**Exercise requirements**
Your job with the data below: print everything from the line that holds "provider publishes a" down to the line that holds "without verifying anything.", ends included, exactly, and nothing else.

**Records shown**
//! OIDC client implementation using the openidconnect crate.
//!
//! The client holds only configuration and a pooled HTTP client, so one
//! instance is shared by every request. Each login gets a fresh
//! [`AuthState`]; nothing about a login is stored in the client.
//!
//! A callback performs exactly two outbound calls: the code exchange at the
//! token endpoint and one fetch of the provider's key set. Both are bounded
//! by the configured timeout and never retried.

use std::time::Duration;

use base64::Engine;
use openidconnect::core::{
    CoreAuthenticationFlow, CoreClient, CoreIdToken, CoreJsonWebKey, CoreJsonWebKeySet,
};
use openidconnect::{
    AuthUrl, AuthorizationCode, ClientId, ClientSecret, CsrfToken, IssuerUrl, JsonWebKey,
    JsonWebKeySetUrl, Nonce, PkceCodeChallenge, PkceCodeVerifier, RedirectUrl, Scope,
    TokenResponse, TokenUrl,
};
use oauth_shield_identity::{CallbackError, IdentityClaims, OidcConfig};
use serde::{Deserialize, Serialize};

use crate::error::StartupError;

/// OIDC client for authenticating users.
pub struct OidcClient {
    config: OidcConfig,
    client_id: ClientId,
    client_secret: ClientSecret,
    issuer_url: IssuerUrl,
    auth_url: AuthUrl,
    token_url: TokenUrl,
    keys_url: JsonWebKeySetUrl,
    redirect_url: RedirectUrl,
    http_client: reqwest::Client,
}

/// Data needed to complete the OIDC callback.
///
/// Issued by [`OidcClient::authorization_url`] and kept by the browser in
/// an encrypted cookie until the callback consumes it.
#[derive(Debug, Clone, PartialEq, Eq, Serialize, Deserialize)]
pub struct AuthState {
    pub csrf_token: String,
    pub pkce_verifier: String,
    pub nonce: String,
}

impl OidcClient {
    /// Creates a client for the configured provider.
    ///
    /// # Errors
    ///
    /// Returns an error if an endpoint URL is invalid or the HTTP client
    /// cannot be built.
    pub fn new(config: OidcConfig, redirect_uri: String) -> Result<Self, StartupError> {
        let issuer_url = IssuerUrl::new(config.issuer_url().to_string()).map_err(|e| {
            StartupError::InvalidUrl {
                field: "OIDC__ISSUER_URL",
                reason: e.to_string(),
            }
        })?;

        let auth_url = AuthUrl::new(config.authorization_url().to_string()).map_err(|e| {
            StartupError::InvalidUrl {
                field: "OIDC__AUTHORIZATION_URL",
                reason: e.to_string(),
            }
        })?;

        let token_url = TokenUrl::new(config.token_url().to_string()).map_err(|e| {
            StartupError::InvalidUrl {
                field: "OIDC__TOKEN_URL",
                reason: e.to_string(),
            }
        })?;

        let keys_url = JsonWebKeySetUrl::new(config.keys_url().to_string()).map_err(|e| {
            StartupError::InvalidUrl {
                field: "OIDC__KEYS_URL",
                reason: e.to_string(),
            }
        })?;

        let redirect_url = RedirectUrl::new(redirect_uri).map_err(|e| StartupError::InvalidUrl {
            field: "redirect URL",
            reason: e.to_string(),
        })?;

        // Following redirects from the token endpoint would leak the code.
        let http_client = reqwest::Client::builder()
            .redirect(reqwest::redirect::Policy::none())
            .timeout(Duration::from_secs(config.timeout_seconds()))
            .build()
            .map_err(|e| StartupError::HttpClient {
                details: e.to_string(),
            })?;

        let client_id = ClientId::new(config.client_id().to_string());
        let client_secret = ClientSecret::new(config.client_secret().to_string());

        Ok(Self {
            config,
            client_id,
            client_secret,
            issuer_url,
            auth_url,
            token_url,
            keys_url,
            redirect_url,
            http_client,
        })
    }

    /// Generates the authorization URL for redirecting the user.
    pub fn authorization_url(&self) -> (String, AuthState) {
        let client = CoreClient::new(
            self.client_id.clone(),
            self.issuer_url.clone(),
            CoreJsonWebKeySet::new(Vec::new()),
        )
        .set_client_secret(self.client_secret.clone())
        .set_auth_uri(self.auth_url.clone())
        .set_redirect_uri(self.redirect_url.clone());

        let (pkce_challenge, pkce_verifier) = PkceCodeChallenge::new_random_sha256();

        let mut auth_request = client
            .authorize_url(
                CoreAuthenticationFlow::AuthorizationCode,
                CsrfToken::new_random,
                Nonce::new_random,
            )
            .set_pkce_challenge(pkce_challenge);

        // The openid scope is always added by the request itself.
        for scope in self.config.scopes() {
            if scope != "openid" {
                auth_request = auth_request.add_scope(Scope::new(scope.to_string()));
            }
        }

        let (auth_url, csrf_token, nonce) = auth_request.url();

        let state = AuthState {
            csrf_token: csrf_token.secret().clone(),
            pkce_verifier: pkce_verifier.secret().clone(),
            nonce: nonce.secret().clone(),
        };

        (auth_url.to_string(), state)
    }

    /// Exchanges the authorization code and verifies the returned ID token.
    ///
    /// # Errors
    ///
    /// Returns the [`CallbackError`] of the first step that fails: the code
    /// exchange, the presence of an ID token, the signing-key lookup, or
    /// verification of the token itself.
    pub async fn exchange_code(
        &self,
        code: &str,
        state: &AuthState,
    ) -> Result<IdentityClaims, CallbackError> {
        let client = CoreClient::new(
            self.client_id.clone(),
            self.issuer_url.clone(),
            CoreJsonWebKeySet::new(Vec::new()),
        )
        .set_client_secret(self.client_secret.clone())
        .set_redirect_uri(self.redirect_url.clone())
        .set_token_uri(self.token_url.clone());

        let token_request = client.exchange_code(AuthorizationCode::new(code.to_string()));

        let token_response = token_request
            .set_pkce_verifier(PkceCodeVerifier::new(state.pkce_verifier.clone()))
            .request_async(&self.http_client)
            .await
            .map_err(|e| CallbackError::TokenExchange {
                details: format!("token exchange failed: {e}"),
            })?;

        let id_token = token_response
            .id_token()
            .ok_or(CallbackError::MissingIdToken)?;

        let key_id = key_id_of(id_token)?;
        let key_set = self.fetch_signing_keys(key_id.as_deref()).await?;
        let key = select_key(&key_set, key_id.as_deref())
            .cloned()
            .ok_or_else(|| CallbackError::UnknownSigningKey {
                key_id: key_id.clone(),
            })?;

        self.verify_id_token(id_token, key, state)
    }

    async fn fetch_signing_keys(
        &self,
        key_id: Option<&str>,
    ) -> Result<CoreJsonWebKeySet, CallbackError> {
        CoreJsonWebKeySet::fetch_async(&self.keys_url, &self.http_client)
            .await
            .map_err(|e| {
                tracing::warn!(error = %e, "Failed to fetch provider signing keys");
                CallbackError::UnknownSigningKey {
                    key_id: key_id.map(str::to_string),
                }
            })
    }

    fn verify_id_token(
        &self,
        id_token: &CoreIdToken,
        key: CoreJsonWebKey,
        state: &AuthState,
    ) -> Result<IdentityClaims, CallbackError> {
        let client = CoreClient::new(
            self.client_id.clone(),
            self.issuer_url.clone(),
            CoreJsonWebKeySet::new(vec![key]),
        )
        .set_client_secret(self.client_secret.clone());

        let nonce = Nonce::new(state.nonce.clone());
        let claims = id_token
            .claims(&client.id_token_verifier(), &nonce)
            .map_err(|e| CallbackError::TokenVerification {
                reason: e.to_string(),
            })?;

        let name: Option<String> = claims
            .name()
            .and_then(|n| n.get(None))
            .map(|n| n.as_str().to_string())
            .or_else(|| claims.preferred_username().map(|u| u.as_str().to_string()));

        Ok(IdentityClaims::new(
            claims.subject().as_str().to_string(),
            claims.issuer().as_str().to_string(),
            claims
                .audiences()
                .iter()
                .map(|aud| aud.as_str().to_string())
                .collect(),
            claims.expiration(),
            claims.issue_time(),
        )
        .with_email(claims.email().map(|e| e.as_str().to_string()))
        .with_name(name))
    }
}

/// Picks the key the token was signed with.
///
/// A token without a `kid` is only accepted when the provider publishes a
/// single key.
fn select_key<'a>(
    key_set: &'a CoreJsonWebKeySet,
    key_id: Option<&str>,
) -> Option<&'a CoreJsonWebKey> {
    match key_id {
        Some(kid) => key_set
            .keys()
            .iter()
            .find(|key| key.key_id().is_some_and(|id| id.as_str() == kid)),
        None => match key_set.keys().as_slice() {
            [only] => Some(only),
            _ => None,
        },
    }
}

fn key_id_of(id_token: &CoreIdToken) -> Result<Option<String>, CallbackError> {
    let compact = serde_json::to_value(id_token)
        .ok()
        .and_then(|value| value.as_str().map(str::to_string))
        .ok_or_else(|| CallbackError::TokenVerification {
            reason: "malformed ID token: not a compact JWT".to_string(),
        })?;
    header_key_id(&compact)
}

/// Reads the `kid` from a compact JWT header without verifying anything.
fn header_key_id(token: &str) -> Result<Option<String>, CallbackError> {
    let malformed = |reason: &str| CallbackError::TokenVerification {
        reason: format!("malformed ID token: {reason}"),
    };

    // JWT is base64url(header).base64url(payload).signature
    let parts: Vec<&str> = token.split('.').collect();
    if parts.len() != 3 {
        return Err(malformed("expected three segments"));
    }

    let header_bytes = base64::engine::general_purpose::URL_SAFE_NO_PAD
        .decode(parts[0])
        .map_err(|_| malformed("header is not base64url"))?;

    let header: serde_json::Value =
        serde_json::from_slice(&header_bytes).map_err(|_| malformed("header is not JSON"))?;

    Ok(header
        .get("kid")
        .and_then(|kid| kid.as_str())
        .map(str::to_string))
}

**Solved exercise**
/// A token without a `kid` is only accepted when the provider publishes a
/// single key.
fn select_key<'a>(
    key_set: &'a CoreJsonWebKeySet,
    key_id: Option<&str>,
) -> Option<&'a CoreJsonWebKey> {
    match key_id {
        Some(kid) => key_set
            .keys()
            .iter()
            .find(|key| key.key_id().is_some_and(|id| id.as_str() == kid)),
        None => match key_set.keys().as_slice() {
            [only] => Some(only),
            _ => None,
        },
    }
}

fn key_id_of(id_token: &CoreIdToken) -> Result<Option<String>, CallbackError> {
    let compact = serde_json::to_value(id_token)
        .ok()
        .and_then(|value| value.as_str().map(str::to_string))
        .ok_or_else(|| CallbackError::TokenVerification {
            reason: "malformed ID token: not a compact JWT".to_string(),
        })?;
    header_key_id(&compact)
}

/// Reads the `kid` from a compact JWT header without verifying anything.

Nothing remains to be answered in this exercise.